Can I volunteer at the conference?

We do not have any volunteer positions open for the conference due to being able to tap into our many student volunteer resources at UC Berkeley.

What are the organizing principles of the conference?

The O&B conferences are rooted in the following core values and principles:

  • We have a fundamental belief that we are linked by our common humanity, that we are bound together in our work to secure a fair and inclusive democracy, and that we are united in our commitment to care for each other and the earth.

  • We will not allow the normalization of hate, exclusion, racism, misogyny, homophobia, xenophobia, transphobia or any kind of othering in our society. These forces betray our values and if remain unchecked will overwhelmingly harm all people, our living planet, our future generations, and democracy itself. 

  • We recognize that we may have different strategies for achieving our goals, but we are united by common values that guide our actions. These values are nonpartisan and reflect our grounding in a morality that recognizes the worth of all people.

What does othering & belonging mean?

OBI developed the framework of othering and belonging as a clarifying analysis that can better address the many expressions of prejudice against groups, what elements are made salient or manipulated relative to context and place, and which help to illuminate a set of common narratives, policies, and strategies that can mitigate inequality, hate, exclusion, and marginality.

However, the othering and belonging framework is not merely meant to be merely conceptual; rather, it is designed to be applied in a way that can inform policy, shift public discourse, strengthen our movements, influence pedagogy, and deliver a set of best practices and values for expanding our circle of human concern.



Othering & Belonging 2021 schedule

We update our site often for the most comprehensive and up to date agenda for the Othering and Belonging Conference 2021.

[microsite] event schedule
Opening Conversation: The Risk & Possibility of Bridging

In this intimate discussion, OBI Director john a. powell and philosopher Judith Butler will engage in a deep exploration of bridging, particularly in the context of our current moment of heightened polarization, deepened mistrust, and "breaking" across identity lines.

Keynote Panel - The Risk & Possibility of Bridging
Even short bridges can feel risky in this moment of polarization, political purity, and physical and emotional estrangement. In this panel, we will hear leading activists and culturemakers reflect on john powell and Judith Butler's opening provocation to build risky bridges across lines of difference, even when facing pushback or ostracization from our own "side." Join Akaya Windwood moderating an emergent conversation with leading thinkers and culturemakers to discuss how and why taking risks and building bridges are important and necessary for the success of our social movements.
Panel 2 - On Good Conflict: What If We Called In, Rather Than Called Out?

Outrage and conflict have long offered an easy way to build political power for advocates on both the political right and left.
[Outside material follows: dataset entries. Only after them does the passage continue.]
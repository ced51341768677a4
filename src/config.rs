//! Pipeline configuration loaded from JSON.

use std::borrow::Cow;
use std::fs;
use std::io::ErrorKind;
use std::path::{Path, PathBuf};

use log::warn;
use serde::{Deserialize, Serialize};

use crate::errors::{ConfigError, ConfigResult};
use crate::kernels::KernelCatalog;
use crate::network::LAUNCHES_PER_PASS;

/// Default number of timestamped launches between two waits.
pub const DEFAULT_PROFILING_CAPACITY: usize = 64;

/// Lower bound so that a whole forward pass fits between two waits.
pub const MIN_PROFILING_CAPACITY: usize = LAUNCHES_PER_PASS;

/// Upper bound imposed by the two timestamp queries each launch needs.
pub const MAX_PROFILING_CAPACITY: usize = 2048;

/// Which compute device runs the kernels.
#[derive(Debug, Clone, Copy, PartialEq, Eq, Default, Serialize, Deserialize, clap::ValueEnum)]
#[serde(rename_all = "snake_case")]
pub enum BackendKind {
    /// GPU through wgpu.
    #[default]
    Wgpu,
    /// Host reference device.
    Host,
}

/// Adapter selection hint for the GPU backend.
#[derive(Debug, Clone, Copy, PartialEq, Eq, Default, Serialize, Deserialize)]
#[serde(rename_all = "snake_case")]
pub enum PowerPreference {
    LowPower,
    #[default]
    HighPerformance,
}

impl From<PowerPreference> for wgpu::PowerPreference {
    fn from(preference: PowerPreference) -> Self {
        match preference {
            PowerPreference::LowPower => wgpu::PowerPreference::LowPower,
            PowerPreference::HighPerformance => wgpu::PowerPreference::HighPerformance,
        }
    }
}

fn default_profiling_capacity() -> usize {
    DEFAULT_PROFILING_CAPACITY
}

/// Settings for building an inference pipeline.
#[derive(Debug, Clone, PartialEq, Serialize, Deserialize)]
pub struct PipelineConfig {
    #[serde(default)]
    pub backend: BackendKind,
    #[serde(default)]
    pub power_preference: PowerPreference,
    /// Launches that may be timestamped before a wait must drain them.
    #[serde(default = "default_profiling_capacity")]
    pub profiling_capacity: usize,
    /// Kernel program to compile instead of the bundled one.
    #[serde(default, skip_serializing_if = "Option::is_none")]
    pub kernel_source: Option<PathBuf>,
}

impl Default for PipelineConfig {
    fn default() -> Self {
        Self {
            backend: BackendKind::default(),
            power_preference: PowerPreference::default(),
            profiling_capacity: DEFAULT_PROFILING_CAPACITY,
            kernel_source: None,
        }
    }
}

impl PipelineConfig {
    /// Loads a configuration file, falling back to defaults when the file does not exist.
    pub fn load(path: &Path) -> ConfigResult<Self> {
        let config: Self = match fs::read_to_string(path) {
            Ok(content) => serde_json::from_str(&content).map_err(|e| ConfigError::Parse {
                path: path.display().to_string(),
                source: e,
            })?,
            Err(e) if e.kind() == ErrorKind::NotFound => {
                warn!(
                    "Config file '{}' not found, using default configuration",
                    path.display()
                );
                Self::default()
            }
            Err(e) => {
                return Err(ConfigError::Io {
                    path: path.display().to_string(),
                    source: e,
                });
            }
        };
        config.validate()?;
        Ok(config)
    }

    pub fn validate(&self) -> ConfigResult<()> {
        if !(MIN_PROFILING_CAPACITY..=MAX_PROFILING_CAPACITY).contains(&self.profiling_capacity) {
            return Err(ConfigError::Validation {
                field: "profiling_capacity".to_string(),
                message: format!(
                    "must be between {MIN_PROFILING_CAPACITY} and {MAX_PROFILING_CAPACITY}"
                ),
            });
        }
        Ok(())
    }

    /// Builds the kernel catalog, reading the override source when one is configured.
    pub fn kernel_catalog(&self) -> ConfigResult<KernelCatalog> {
        let Some(path) = &self.kernel_source else {
            return Ok(KernelCatalog::bundled());
        };

        let source = fs::read_to_string(path).map_err(|e| ConfigError::Io {
            path: path.display().to_string(),
            source: e,
        })?;
        if source.trim().is_empty() {
            return Err(ConfigError::Validation {
                field: "kernel_source".to_string(),
                message: format!("kernel source '{}' is empty", path.display()),
            });
        }
        Ok(KernelCatalog::from_source(source))
    }

    /// Human-readable origin of the kernel program.
    pub fn kernel_source_name(&self) -> Cow<'_, str> {
        match &self.kernel_source {
            Some(path) => path.to_string_lossy(),
            None => Cow::Borrowed("bundled dense.wgsl"),
        }
    }
}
While moral outrage is a critical motivator for change, being kept in a constant high state of tension and conflict by these forces has also served to divide us even further into smaller like-minded groups without the will or skill to courageously cross differences and build power for transformative social change.

Panel 3 - Finding Belonging in a Climate of Loneliness, Conspiracy, and Mistrust in Government
The ongoing Covid-19 pandemic has exposed the very real threat that disinformation, entrenched individualism, and low trust in institutions pose in tackling a deadly global crisis. While the arrival of multiple Covid-19 vaccines earlier this year seemed to suggest a hopeful resolution to the crisis, low rates of vaccination—driven in large part by both political leaders' strategic public skepticism and targeted disinformation online—revealed a much deeper problem around lack of faith in government and the enormous reach of conspiracy and fake news more broadly.